We know it should have went at least 5 though (Not that 5 is close). How about the first round between the Thunder and Mavs this season? 3 of the 4 games were decided in the final minute.
It's not the reg. season where you move on from one game and go to the next one and play a different opponent. The reason the playoffs is so great is you see how teams do under adversity, and how they respond. Some teams won't and fold b/c things don't go their way; some teams respond in a positive way. The Magic were young and inexperienced, and losing a game 1 like that basically destroyed their confidence in the series. If you saw that year's playoffs, the Magic won the first game in EVERY series to establish their presence. And that was key for a very very young team. And that was their first year in the Finals under the brightest of lights. If they won game 1 (sure, it's a big if, but it was theirs for the taking if they made their FTs, and a decent FT - 70% that year missed them all basically), it would be a completely different series. Percentages say team who wins first game usually wins series. And if you're the home team, you prefer to lose game 2. Going down 0-1 with HC is a terrible way to start a series.

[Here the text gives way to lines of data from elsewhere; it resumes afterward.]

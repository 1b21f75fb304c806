//! Design Rule Check (DRC) constraint engine
//!
//! Rules written in a small s-expression language are compiled into a
//! per-constraint-type index ordered by specificity. The engine resolves the
//! effective constraint for any item or item pair and runs test providers
//! that compare actual geometry against it.
//!
//! # Submodules
//! - `types` - Constraint types, values, error codes and violations
//! - `error` - Parse and engine errors
//! - `settings` - Legacy design settings and net classes
//! - `sexpr` - S-expression reader
//! - `condition` - Rule condition expressions
//! - `rule` - Rule model and rule file parsing
//! - `compiler` - Rule compilation and resolution
//! - `reporter` - Host reporting interfaces
//! - `distance` / `geometry` - Distance algorithms and item shapes
//! - `providers` - The individual checks
//! - `engine` - Lifecycle, resolution API and test orchestration

pub mod compiler;
pub mod condition;
pub mod distance;
pub mod engine;
pub mod error;
pub mod geometry;
pub mod providers;
pub mod reporter;
pub mod rule;
pub mod settings;
pub mod sexpr;
pub mod types;

pub use compiler::{compile, RuleEntry, RuleSet};
pub use condition::Condition;
pub use engine::{DrcEngine, EngineState, RunOptions, RunStatus, RunSummary};
pub use error::{DrcError, DrcResult, ParseError};
pub use reporter::{CollectingReporter, ProgressReporter, Reporter, ViolationHandler};
pub use rule::{Rule, RuleId};
pub use settings::{DesignSettings, NetClass};
pub use types::{
    Constraint, ConstraintOrigin, ConstraintType, DrcItem, ErrorCode, MinOptMax, Severity,
};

Or they could've gone on to get skunked 4-1 and run out of the gym. But the fact remains, they shat the bed and got handled by the Rockets the rest of the series. It wasn't "close". I'm not interested in hypotheticals. The Thunder-Mavs is probably the best example (or at least modern) there is, 2 final possession games, 1 blowout, and 1 final minute game.
This is one of those nonsense stats. Percentages say that because (1) the better team usually has home court advantage and (2) the team that wins the series is going to win any particular game more often than not. I'd guess that the percentages also say that the team that wins games 2, 3, 4, 5, 6, or 7 are also more likely to win their series, because you're giving them one of the four games they have to win.